Saved data entries

//! Headless shell for a virtualized event list.
//!
//! Holds only transient scroll state. The host renders items in
//! [`EventListView::render_range`], reports measurements and scroll positions,
//! and applies the returned [`ScrollCommand`]s.

pub mod announce;
pub mod state;
pub mod view;
pub mod window;

pub use announce::{LiveAnnouncer, growth_message};
pub use state::{PinState, ScrollMetrics};
pub use view::{EventListView, ScrollAlign, ScrollBehavior, ScrollCommand};
pub use window::VirtualWindow;
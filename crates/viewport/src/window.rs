use std::ops::Range;

/// Item geometry for a virtualized list.
///
/// Heights are estimated until the host reports a measurement, after which the
/// measured value is used for every offset computation.
#[derive(Debug, Clone)]
pub struct VirtualWindow {
    heights: Vec<Option<f64>>,
    estimate: f64,
    overscan: usize,
}

impl VirtualWindow {
    pub fn new(estimate: f64, overscan: usize) -> Self {
        Self {
            heights: Vec::new(),
            estimate: estimate.max(1.0),
            overscan,
        }
    }

    pub fn len(&self) -> usize {
        self.heights.len()
    }

    pub fn is_empty(&self) -> bool {
        self.heights.is_empty()
    }

    /// Grow or shrink to `len` items. Existing measurements are kept.
    pub fn resize(&mut self, len: usize) {
        self.heights.resize(len, None);
    }

    /// Forget every measurement, e.g. after the list was replaced.
    pub fn reset(&mut self, len: usize) {
        self.heights.clear();
        self.heights.resize(len, None);
    }

    pub fn measure(&mut self, index: usize, height: f64) {
        if let Some(slot) = self.heights.get_mut(index) {
            *slot = Some(height.max(0.0));
        }
    }

    pub fn is_measured(&self, index: usize) -> bool {
        self.heights.get(index).is_some_and(Option::is_some)
    }

    pub fn height_of(&self, index: usize) -> f64 {
        self.heights
            .get(index)
            .copied()
            .flatten()
            .unwrap_or(self.estimate)
    }

    /// Top edge of `index`; `len()` yields the total height.
    pub fn offset_of(&self, index: usize) -> f64 {
        (0..index.min(self.len())).map(|i| self.height_of(i)).sum()
    }

    pub fn total_height(&self) -> f64 {
        self.offset_of(self.len())
    }

    /// Items intersecting `[scroll_top, scroll_top + viewport_height)` plus
    /// `overscan` items on each side.
    pub fn visible_range(&self, scroll_top: f64, viewport_height: f64) -> Range<usize> {
        let len = self.len();
        if len == 0 {
            return 0..0;
        }
        let top = scroll_top.max(0.0);
        let bottom = top + viewport_height.max(0.0);

        let mut first = len;
        let mut last = 0;
        let mut offset = 0.0;
        for index in 0..len {
            let height = self.height_of(index);
            let end = offset + height;
            if end > top && offset < bottom.max(top + f64::EPSILON) {
                first = first.min(index);
                last = index + 1;
            }
            if offset >= bottom {
                break;
            }
            offset = end;
        }
        if first == len {
            // Scrolled past the content; keep the tail mounted.
            first = len - 1;
            last = len;
        }

        first.saturating_sub(self.overscan)..(last + self.overscan).min(len)
    }
}

#[cfg(test)]
mod tests {
    use super::*;

    #[test]
    fn offsets_use_measurements_once_known() {
        let mut window = VirtualWindow::new(100.0, 0);
        window.resize(4);
        assert_eq!(window.total_height(), 400.0);

        window.measure(1, 40.0);
        assert!(window.is_measured(1));
        assert_eq!(window.offset_of(2), 140.0);
        assert_eq!(window.total_height(), 340.0);
    }

    #[test]
    fn visible_range_includes_overscan() {
        let mut window = VirtualWindow::new(10.0, 2);
        window.resize(100);
        assert_eq!(window.visible_range(200.0, 30.0), 18..25);
        assert_eq!(window.visible_range(0.0, 30.0), 0..5);
        assert_eq!(window.visible_range(980.0, 50.0), 96..100);
    }

    #[test]
    fn scrolled_past_content_keeps_tail() {
        let mut window = VirtualWindow::new(10.0, 1);
        window.resize(3);
        assert_eq!(window.visible_range(500.0, 20.0), 1..3);
    }

    #[test]
    fn resize_keeps_measurements_and_reset_drops_them() {
        let mut window = VirtualWindow::new(10.0, 0);
        window.resize(2);
        window.measure(0, 50.0);
        window.resize(5);
        assert_eq!(window.height_of(0), 50.0);

        window.reset(5);
        assert_eq!(window.height_of(0), 10.0);
        assert_eq!(window.visible_range(0.0, 0.0), 0..1);
    }
}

--- Problem details ---
For every line above that includes the string "reports", copy the line.

--- Your solution ---
//! [`EventListView::render_range`], reports measurements and scroll positions,
/// Heights are estimated until the host reports a measurement, after which the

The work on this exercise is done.